In 2018, the Department of State contracted a three-year impact study on Girl Up’s WiSci Camps—and the results showed a lasting and far-reaching impact. “In the survey of the first three camps in sub-Saharan Africa, they found that of the former campers pursuing a secondary degree, 78% of them were in STEM fields,” Leuschen explains. “Not only that, but they’re in touch with one another after camp, and they’re informing their own communities of what they’ve learned.”

Countless WiSci campers around the globe are also introduced to Girl Up’s club curriculum during their time at camp. “Many of them go back to their communities and start Girl Up clubs, and then they’re connected with tens of thousands of youth just like them all around the world—girls who care about STEM fields, who want to make a difference in their communities,” she says.

Girl Up also hosts an annual Leadership Summit in Washington, D.C., where they bring together hundreds of girls from different countries. “Last year we had 450 high schoolers, and they heard from influential speakers—women in all fields and walks of life,” Leuschen tells us. “We always set aside scholarships for WiSci alumni to come to D.C. for that.” That’s an important element of Girl Up’s platform—once a girl is in their network, she has continuous access to resources she can take back to her school and community. “Not only is the impact for them internal, but they take it home with them,” Leuschen adds.

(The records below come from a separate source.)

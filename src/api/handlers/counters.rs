use axum::{
    extract::State,
    http::{header, StatusCode},
    Json,
};
use chrono::{DateTime, Utc};
use serde::{Deserialize, Serialize};
use uuid::Uuid;

use crate::api::errors::{ApiError, FieldErrors};
use crate::api::middleware::{ApiPath, FieldErrorsBuilder, Validate, ValidatedJson};
use crate::api::state::AppState;
use crate::domain::counter::Counter;
use crate::domain::errors::DomainResult;

/// Request body for creating a counter
#[derive(Debug, Deserialize)]
#[serde(rename_all = "camelCase")]
pub struct NewCounterRequest {
    #[serde(default)]
    pub user_name: String,
    #[serde(default)]
    pub team_id: Uuid,
}

/// Checked form of `NewCounterRequest`
#[derive(Debug)]
pub struct NewCounter {
    pub user_name: String,
    pub team_id: Uuid,
}

impl Validate for NewCounterRequest {
    type Valid = NewCounter;

    fn validate(self) -> Result<NewCounter, FieldErrors> {
        let mut errors = FieldErrorsBuilder::new();
        if self.team_id.is_nil() {
            errors.add("teamId", "must not be empty");
        }
        if self.user_name.trim().is_empty() {
            errors.add("userName", "must not be empty");
        }

        errors.finish()?;

        Ok(NewCounter {
            user_name: self.user_name,
            team_id: self.team_id,
        })
    }
}

/// Request body for incrementing a counter
#[derive(Debug, Deserialize)]
#[serde(rename_all = "camelCase")]
pub struct IncrementCounterRequest {
    #[serde(default)]
    pub counter_id: Uuid,
    #[serde(default)]
    pub value: i64,
    pub last_timestamp: Option<DateTime<Utc>>,
}

/// Checked form of `IncrementCounterRequest`
#[derive(Debug)]
pub struct IncrementCounter {
    pub counter_id: Uuid,
    pub value: i64,
    pub last_timestamp: DateTime<Utc>,
}

impl Validate for IncrementCounterRequest {
    type Valid = IncrementCounter;

    fn validate(self) -> Result<IncrementCounter, FieldErrors> {
        let mut errors = FieldErrorsBuilder::new();
        if self.value <= 0 {
            errors.add("value", "must be greater than 0");
        }
        if self.counter_id.is_nil() {
            errors.add("counterId", "must not be empty");
        }
        let Some(last_timestamp) = self.last_timestamp else {
            errors.add("lastTimestamp", "must not be empty");
            return Err(errors.into_errors());
        };
        errors.finish()?;

        Ok(IncrementCounter {
            counter_id: self.counter_id,
            value: self.value,
            last_timestamp,
        })
    }
}

/// Counter as listed for a team and returned on creation
#[derive(Debug, Serialize)]
#[serde(rename_all = "camelCase")]
pub struct CounterResponse {
    pub id: Uuid,
    pub user_name: String,
    pub steps: i64,
}

impl From<&Counter> for CounterResponse {
    fn from(counter: &Counter) -> Self {
        Self {
            id: counter.id(),
            user_name: counter.user_name().to_string(),
            steps: counter.steps_made(),
        }
    }
}

/// Counter with the timestamp clients must echo back to increment it
#[derive(Debug, Serialize)]
#[serde(rename_all = "camelCase")]
pub struct CounterDetailsResponse {
    pub id: Uuid,
    pub user_name: String,
    pub steps: i64,
    pub time_stamp: DateTime<Utc>,
}

impl From<&Counter> for CounterDetailsResponse {
    fn from(counter: &Counter) -> Self {
        Self {
            id: counter.id(),
            user_name: counter.user_name().to_string(),
            steps: counter.steps_made(),
            time_stamp: counter.last_updated(),
        }
    }
}

fn details(result: DomainResult<Counter>) -> Result<Json<CounterDetailsResponse>, ApiError> {
    let counter = result?;
    Ok(Json(CounterDetailsResponse::from(&counter)))
}

/// Get one counter
///
/// GET /api/counters/:id
pub async fn get_counter(
    State(state): State<AppState>,
    ApiPath(id): ApiPath<Uuid>,
) -> Result<Json<CounterDetailsResponse>, ApiError> {
    details(state.counters.get(id).await)
}

/// Create a counter for a user in a team
///
/// POST /api/counters
pub async fn create_counter(
    State(state): State<AppState>,
    ValidatedJson(req): ValidatedJson<NewCounterRequest>,
) -> Result<(StatusCode, [(header::HeaderName, String); 1], Json<Uuid>), ApiError> {
    let counter = state.counters.create(&req.user_name, req.team_id).await?;
    let location = format!("/api/counters/{}", counter.id());

    Ok((
        StatusCode::CREATED,
        [(header::LOCATION, location)],
        Json(counter.id()),
    ))
}

/// Add steps to a counter
///
/// POST /api/counters/:id/increment
///
/// `lastTimestamp` must equal the counter's current `timeStamp`; a stale
/// value yields 409 and the client has to reload the counter.
pub async fn increment_counter(
    State(state): State<AppState>,
    ApiPath(id): ApiPath<Uuid>,
    ValidatedJson(req): ValidatedJson<IncrementCounterRequest>,
) -> Result<Json<CounterDetailsResponse>, ApiError> {
    if req.counter_id != id {
        let mut errors = FieldErrorsBuilder::new();
        errors.add("counterId", "must match the counter in the path");
        return Err(ApiError::validation(errors.into_errors()));
    }

    details(
        state
            .counters
            .increment(id, req.value, req.last_timestamp)
            .await,
    )
}

/// Delete a counter
///
/// DELETE /api/counters/:id
pub async fn delete_counter(
    State(state): State<AppState>,
    ApiPath(id): ApiPath<Uuid>,
) -> Result<StatusCode, ApiError> {
    state.counters.delete(id).await?;
    Ok(StatusCode::OK)
}

#[cfg(test)]
mod tests {
    use super::*;
    use serde_json::json;

    #[test]
    fn new_counter_request_requires_user_and_team() {
        let req: NewCounterRequest = serde_json::from_value(json!({})).unwrap();

        let errors = req.validate().unwrap_err();

        assert!(errors.contains_key("userName"));
        assert!(errors.contains_key("teamId"));
    }

    #[test]
    fn valid_new_counter_request() {
        let team_id = Uuid::new_v4();
        let req: NewCounterRequest =
            serde_json::from_value(json!({ "userName": "user1", "teamId": team_id })).unwrap();

        let valid = req.validate().unwrap();

        assert_eq!(valid.user_name, "user1");
        assert_eq!(valid.team_id, team_id);
    }

    #[test]
    fn increment_request_rejects_non_positive_value() {
        let req: IncrementCounterRequest = serde_json::from_value(json!({
            "counterId": Uuid::new_v4(),
            "value": 0,
            "lastTimestamp": "2024-05-01T10:00:00.123456Z"
        }))
        .unwrap();

        let errors = req.validate().unwrap_err();

        assert_eq!(errors.len(), 1);
        assert!(errors.contains_key("value"));
    }

    #[test]
    fn increment_request_requires_timestamp() {
        let req: IncrementCounterRequest =
            serde_json::from_value(json!({ "counterId": Uuid::new_v4(), "value": 3 })).unwrap();

        let errors = req.validate().unwrap_err();

        assert!(errors.contains_key("lastTimestamp"));
    }

    #[test]
    fn details_response_uses_camel_case() {
        let counter = Counter::new(Uuid::new_v4(), "user1").unwrap();

        let body = serde_json::to_value(CounterDetailsResponse::from(&counter)).unwrap();

        assert_eq!(body["userName"], "user1");
        assert_eq!(body["steps"], 0);
        assert!(body["timeStamp"].is_string());
    }
}
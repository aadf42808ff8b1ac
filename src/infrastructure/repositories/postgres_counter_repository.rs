use async_trait::async_trait;
use chrono::{DateTime, Utc};
use sqlx::{FromRow, PgPool};
use uuid::Uuid;

use super::postgres_errors::{classify, StorageFailure};
use crate::domain::counter::{validate_steps, Counter, UserName};
use crate::domain::repositories::CounterRepository;
use crate::domain::timestamp;
use crate::domain::{DomainError, DomainResult, EntityKind};

#[derive(Debug, FromRow)]
struct CounterRow {
    id: Uuid,
    team_id: Uuid,
    user_name: String,
    steps_made: i64,
    last_updated: DateTime<Utc>,
}

impl TryFrom<CounterRow> for Counter {
    type Error = DomainError;

    fn try_from(row: CounterRow) -> Result<Self, Self::Error> {
        let user_name = UserName::new(&row.user_name)
            .map_err(|e| DomainError::storage(format!("Corrupt counter row {}: {}", row.id, e)))?;
        Ok(Counter::from_persistence(
            row.id,
            row.team_id,
            user_name,
            row.steps_made,
            row.last_updated,
        ))
    }
}

/// PostgreSQL implementation of CounterRepository
///
/// Increments run in a transaction holding the team row lock: the team
/// total is checked against `BIGINT` range, then a guarded UPDATE applies
/// the steps only if the token still matches.
pub struct PostgresCounterRepository {
    pool: PgPool,
}

impl PostgresCounterRepository {
    /// Creates a new PostgresCounterRepository
    pub fn new(pool: PgPool) -> Self {
        Self { pool }
    }
}

#[async_trait]
impl CounterRepository for PostgresCounterRepository {
    async fn create(&self, counter: &Counter) -> DomainResult<()> {
        sqlx::query(
            r#"
            INSERT INTO counters (id, team_id, user_name, steps_made, last_updated)
            VALUES ($1, $2, $3, $4, $5)
            "#,
        )
        .bind(counter.id())
        .bind(counter.team_id())
        .bind(counter.user_name().as_str())
        .bind(counter.steps_made())
        .bind(counter.last_updated())
        .execute(&self.pool)
        .await
        .map_err(|e| match classify(&e) {
            StorageFailure::UniqueViolation => DomainError::already_exists(EntityKind::Counter),
            StorageFailure::ForeignKeyViolation => {
                DomainError::not_found(EntityKind::Team, counter.team_id())
            }
            StorageFailure::Other => DomainError::storage(format!("Failed to save counter: {}", e)),
        })?;

        Ok(())
    }

    async fn find_by_id(&self, id: Uuid) -> DomainResult<Option<Counter>> {
        let row = sqlx::query_as::<_, CounterRow>(
            r#"
            SELECT id, team_id, user_name, steps_made, last_updated
            FROM counters
            WHERE id = $1
            "#,
        )
        .bind(id)
        .fetch_optional(&self.pool)
        .await
        .map_err(|e| DomainError::storage(format!("Failed to find counter by id: {}", e)))?;

        row.map(Counter::try_from).transpose()
    }

    async fn find_by_team_and_user(
        &self,
        team_id: Uuid,
        user_name: &UserName,
    ) -> DomainResult<Option<Counter>> {
        let row = sqlx::query_as::<_, CounterRow>(
            r#"
            SELECT id, team_id, user_name, steps_made, last_updated
            FROM counters
            WHERE team_id = $1 AND user_name = $2
            "#,
        )
        .bind(team_id)
        .bind(user_name.as_str())
        .fetch_optional(&self.pool)
        .await
        .map_err(|e| DomainError::storage(format!("Failed to find counter by user: {}", e)))?;

        row.map(Counter::try_from).transpose()
    }

    async fn find_by_team(&self, team_id: Uuid) -> DomainResult<Vec<Counter>> {
        let rows = sqlx::query_as::<_, CounterRow>(
            r#"
            SELECT id, team_id, user_name, steps_made, last_updated
            FROM counters
            WHERE team_id = $1
            ORDER BY user_name ASC
            "#,
        )
        .bind(team_id)
        .fetch_all(&self.pool)
        .await
        .map_err(|e| DomainError::storage(format!("Failed to find counters by team: {}", e)))?;

        rows.into_iter().map(Counter::try_from).collect()
    }

    async fn increment(
        &self,
        id: Uuid,
        steps: i64,
        expected_last_updated: DateTime<Utc>,
    ) -> DomainResult<Counter> {
        validate_steps(steps)?;

        let failed = |e: sqlx::Error| DomainError::storage(format!("Failed to increment counter: {}", e));
        let mut tx = self.pool.begin().await.map_err(failed)?;

        let team_id = sqlx::query_scalar::<_, Uuid>("SELECT team_id FROM counters WHERE id = $1")
            .bind(id)
            .fetch_optional(&mut *tx)
            .await
            .map_err(failed)?
            .ok_or_else(|| DomainError::not_found(EntityKind::Counter, id))?;

        // Serializes increments within one team so the total check holds
        sqlx::query("SELECT id FROM teams WHERE id = $1 FOR NO KEY UPDATE")
            .bind(team_id)
            .execute(&mut *tx)
            .await
            .map_err(failed)?;

        let fits = sqlx::query_scalar::<_, bool>(
            r#"
            SELECT COALESCE(SUM(steps_made), 0) + $2 <= 9223372036854775807
            FROM counters
            WHERE team_id = $1
            "#,
        )
        .bind(team_id)
        .bind(steps)
        .fetch_one(&mut *tx)
        .await
        .map_err(failed)?;

        if !fits {
            return Err(DomainError::validation("Team step total would overflow"));
        }

        let row = sqlx::query_as::<_, CounterRow>(
            r#"
            UPDATE counters
            SET steps_made = steps_made + $2,
                last_updated = GREATEST($4, last_updated + INTERVAL '1 microsecond')
            WHERE id = $1 AND last_updated = $3
            RETURNING id, team_id, user_name, steps_made, last_updated
            "#,
        )
        .bind(id)
        .bind(steps)
        .bind(expected_last_updated)
        .bind(timestamp::now())
        .fetch_optional(&mut *tx)
        .await
        .map_err(failed)?;

        let Some(row) = row else {
            let exists = sqlx::query_scalar::<_, bool>(
                "SELECT EXISTS(SELECT 1 FROM counters WHERE id = $1)",
            )
            .bind(id)
            .fetch_one(&mut *tx)
            .await
            .map_err(failed)?;

            return if exists {
                Err(DomainError::ConcurrencyConflict { id })
            } else {
                Err(DomainError::not_found(EntityKind::Counter, id))
            };
        };

        tx.commit().await.map_err(failed)?;
        Counter::try_from(row)
    }

    async fn delete(&self, id: Uuid) -> DomainResult<()> {
        let result = sqlx::query(
            r#"
            DELETE FROM counters WHERE id = $1
            "#,
        )
        .bind(id)
        .execute(&self.pool)
        .await
        .map_err(|e| DomainError::storage(format!("Failed to delete counter: {}", e)))?;

        if result.rows_affected() == 0 {
            return Err(DomainError::not_found(EntityKind::Counter, id));
        }

        Ok(())
    }
}
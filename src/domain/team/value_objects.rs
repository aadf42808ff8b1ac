use serde::{Deserialize, Serialize};
use std::fmt;

use crate::domain::errors::DomainError;

/// Team name value object
///
/// # Invariants
/// - Not empty once surrounding whitespace is removed
/// - Stored trimmed, so "Team A" and " Team A " are the same name
#[derive(Debug, Clone, PartialEq, Eq, Hash, Serialize, Deserialize)]
pub struct TeamName(String);

impl TeamName {
    /// Creates a new TeamName
    ///
    /// # Example
    /// ```
    /// use leaderboard_api::domain::team::TeamName;
    ///
    /// let name = TeamName::new("  Team A ").expect("valid name");
    /// assert_eq!(name.as_str(), "Team A");
    /// assert!(TeamName::new("   ").is_err());
    /// ```
    pub fn new(name: impl AsRef<str>) -> Result<Self, DomainError> {
        let trimmed = name.as_ref().trim();
        if trimmed.is_empty() {
            return Err(DomainError::validation("Team name cannot be empty"));
        }

        Ok(TeamName(trimmed.to_string()))
    }

    pub fn as_str(&self) -> &str {
        &self.0
    }
}

impl fmt::Display for TeamName {
    fn fmt(&self, f: &mut fmt::Formatter) -> fmt::Result {
        write!(f, "{}", self.0)
    }
}

#[cfg(test)]
mod tests {
    use super::*;

    #[test]
    fn valid_name() {
        assert_eq!(TeamName::new("Team A").unwrap().as_str(), "Team A");
    }

    #[test]
    fn name_is_trimmed() {
        assert_eq!(TeamName::new("\tTeam B  ").unwrap().as_str(), "Team B");
    }

    #[test]
    fn empty_name_rejected() {
        assert!(TeamName::new("").is_err());
    }

    #[test]
    fn whitespace_name_rejected() {
        let error = TeamName::new("   ").unwrap_err();
        assert!(error.to_string().contains("Team name cannot be empty"));
    }

    #[test]
    fn name_display() {
        let name = TeamName::new("Team C").unwrap();
        assert_eq!(format!("{}", name), "Team C");
    }
}
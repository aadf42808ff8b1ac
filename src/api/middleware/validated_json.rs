use axum::{
    async_trait,
    extract::{FromRequest, Request},
    Json,
};
use serde::de::DeserializeOwned;

use crate::api::errors::{ApiError, FieldErrors};

/// Request bodies that check their own fields
///
/// Validation turns the raw body into the type the handler works with, so
/// handlers never see an unchecked request.
pub trait Validate {
    type Valid;

    fn validate(self) -> Result<Self::Valid, FieldErrors>;
}

/// JSON body extractor that rejects malformed or invalid bodies with 400
///
/// Usage:
/// ```rust,ignore
/// async fn create_team(
///     ValidatedJson(team): ValidatedJson<NewTeamRequest>,
/// ) -> Result<StatusCode, ApiError> {
///     // team is the validated form of NewTeamRequest
/// }
/// ```
pub struct ValidatedJson<T: Validate>(pub T::Valid);

#[async_trait]
impl<S, T> FromRequest<S> for ValidatedJson<T>
where
    S: Send + Sync,
    T: Validate + DeserializeOwned,
{
    type Rejection = ApiError;

    async fn from_request(req: Request, state: &S) -> Result<Self, Self::Rejection> {
        let Json(body) = Json::<T>::from_request(req, state)
            .await
            .map_err(|rejection| ApiError::bad_request(rejection.body_text()))?;

        body.validate().map(ValidatedJson).map_err(ApiError::validation)
    }
}

/// Collects per-field messages while a request is being checked
#[derive(Debug, Default)]
pub struct FieldErrorsBuilder {
    errors: FieldErrors,
}

impl FieldErrorsBuilder {
    pub fn new() -> Self {
        Self::default()
    }

    pub fn add(&mut self, field: &str, message: impl Into<String>) {
        self.errors
            .entry(field.to_string())
            .or_default()
            .push(message.into());
    }

    /// `Ok(())` when nothing was recorded, the collected errors otherwise
    pub fn finish(self) -> Result<(), FieldErrors> {
        if self.errors.is_empty() {
            Ok(())
        } else {
            Err(self.errors)
        }
    }

    pub fn into_errors(self) -> FieldErrors {
        self.errors
    }
}
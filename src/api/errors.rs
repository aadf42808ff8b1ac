use std::collections::BTreeMap;

use axum::{
    http::StatusCode,
    response::{IntoResponse, Response},
    Json,
};
use serde_json::json;

use crate::domain::{DomainError, EntityKind};

/// Message returned for every failure the client cannot act on
pub const UNEXPECTED_ERROR: &str = "An unexpected error has occurred.";

/// Field name -> validation messages for that field
pub type FieldErrors = BTreeMap<String, Vec<String>>;

/// API error type with HTTP status code and message
#[derive(Debug)]
pub struct ApiError {
    pub status: StatusCode,
    pub message: String,
    pub errors: Option<FieldErrors>,
}

impl ApiError {
    /// Creates a new API error
    pub fn new(status: StatusCode, message: impl Into<String>) -> Self {
        Self {
            status,
            message: message.into(),
            errors: None,
        }
    }

    /// Creates a 400 Bad Request error
    pub fn bad_request(message: impl Into<String>) -> Self {
        Self::new(StatusCode::BAD_REQUEST, message)
    }

    /// Creates a 400 Bad Request error listing per-field messages
    pub fn validation(errors: FieldErrors) -> Self {
        Self {
            status: StatusCode::BAD_REQUEST,
            message: "Validation failed".to_string(),
            errors: Some(errors),
        }
    }

    /// Creates a 404 Not Found error
    pub fn not_found(message: impl Into<String>) -> Self {
        Self::new(StatusCode::NOT_FOUND, message)
    }

    /// Creates a 409 Conflict error
    pub fn conflict(message: impl Into<String>) -> Self {
        Self::new(StatusCode::CONFLICT, message)
    }

    /// Creates a 500 Internal Server Error with the generic message
    pub fn internal_server_error() -> Self {
        Self::new(StatusCode::INTERNAL_SERVER_ERROR, UNEXPECTED_ERROR)
    }
}

impl IntoResponse for ApiError {
    fn into_response(self) -> Response {
        let body = match self.errors {
            Some(errors) => json!({ "Error": self.message, "errors": errors }),
            None => json!({ "Error": self.message }),
        };

        (self.status, Json(body)).into_response()
    }
}

impl From<DomainError> for ApiError {
    fn from(error: DomainError) -> Self {
        match error {
            DomainError::NotFound { entity, id } => {
                Self::not_found(format!("{} not found: {}", entity_label(entity), id))
            }
            DomainError::AlreadyExists { entity } => {
                Self::conflict(format!("{} already exists", entity_label(entity)))
            }
            DomainError::ConcurrencyConflict { .. } => Self::conflict(
                "The counter was updated by someone else. Reload it and try again.",
            ),
            DomainError::Validation { message } => Self::bad_request(message),
            // detail was already logged by the service that failed
            DomainError::Storage { .. } => Self::internal_server_error(),
        }
    }
}

fn entity_label(entity: EntityKind) -> &'static str {
    match entity {
        EntityKind::Team => "Team",
        EntityKind::Counter => "Counter",
    }
}

#[cfg(test)]
mod tests {
    use super::*;
    use uuid::Uuid;

    #[test]
    fn not_found_maps_to_404() {
        let error = ApiError::from(DomainError::not_found(EntityKind::Counter, Uuid::nil()));
        assert_eq!(error.status, StatusCode::NOT_FOUND);
        assert!(error.message.starts_with("Counter not found"));
    }

    #[test]
    fn already_exists_maps_to_409() {
        let error = ApiError::from(DomainError::already_exists(EntityKind::Team));
        assert_eq!(error.status, StatusCode::CONFLICT);
        assert_eq!(error.message, "Team already exists");
    }

    #[test]
    fn concurrency_conflict_maps_to_409() {
        let error = ApiError::from(DomainError::ConcurrencyConflict { id: Uuid::nil() });
        assert_eq!(error.status, StatusCode::CONFLICT);
    }

    #[test]
    fn validation_maps_to_400() {
        let error = ApiError::from(DomainError::validation("Steps must be greater than 0"));
        assert_eq!(error.status, StatusCode::BAD_REQUEST);
        assert_eq!(error.message, "Steps must be greater than 0");
    }

    #[test]
    fn storage_failure_hides_detail() {
        let error = ApiError::from(DomainError::storage("password authentication failed"));
        assert_eq!(error.status, StatusCode::INTERNAL_SERVER_ERROR);
        assert_eq!(error.message, UNEXPECTED_ERROR);
    }

    #[test]
    fn storage_failure_mapping_logs_nothing() {
        use std::sync::atomic::{AtomicUsize, Ordering};
        use std::sync::Arc;
        use tracing_subscriber::layer::{Context, SubscriberExt};
        use tracing_subscriber::Layer;

        struct CountEvents(Arc<AtomicUsize>);

        impl<S: tracing::Subscriber> Layer<S> for CountEvents {
            fn on_event(&self, _event: &tracing::Event<'_>, _ctx: Context<'_, S>) {
                self.0.fetch_add(1, Ordering::SeqCst);
            }
        }

        let events = Arc::new(AtomicUsize::new(0));
        let subscriber = tracing_subscriber::registry().with(CountEvents(events.clone()));

        tracing::subscriber::with_default(subscriber, || {
            let error = DomainError::storage("connection reset");
            crate::services::log_failure("get_counter", &error);
            let _ = ApiError::from(error);
        });

        assert_eq!(events.load(Ordering::SeqCst), 1);
    }
}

As far as what the future holds for the program, Leuschen says the focus is on even wider impact. “I think the next frontier for Girl Up is to provide a suite of resources for how to engage boys in clubs as well,” she explains. Although many clubs have male members, Leuschen says it’s important to encourage and find ways to teach more boys to be better allies. “So we see this blended movement where the boys are right there with the girls saying, We need gender equality for us, too. We need to be able to express our emotions and have a version of masculinity that’s not so toxic to us,” Leuschen says.

“These are young people changing our world as young people,” she says. “So I think one of the best things administrators can do is provide a safe space for their students to come together and talk about these issues and get supported to be change makers, globally and locally. Also, they spread the word about these opportunities and engage with our STEM for Social Good programming. It’s all free and it’s really going to benefit their students, their schools, their communities. Ultimately, it’s going to benefit our world.”

Leuschen also sees that impact in the stories she hears about Girl Up members and campers around the world—proof that empowering girls is changing their lives. “One of the campers at our first camp was given a full ride to MIT as the only Rwandan student there. Our lovely camper Leslie, from Peru, ended up going on to pursue her bachelor’s at Stanford,” Leuschen says. “But equally as important is learning about the girl who was the first in her family—and in her village—to finish high school. Because of WiSci camp, she believed in her value and importance and really saw herself. That’s the type of change that we see.”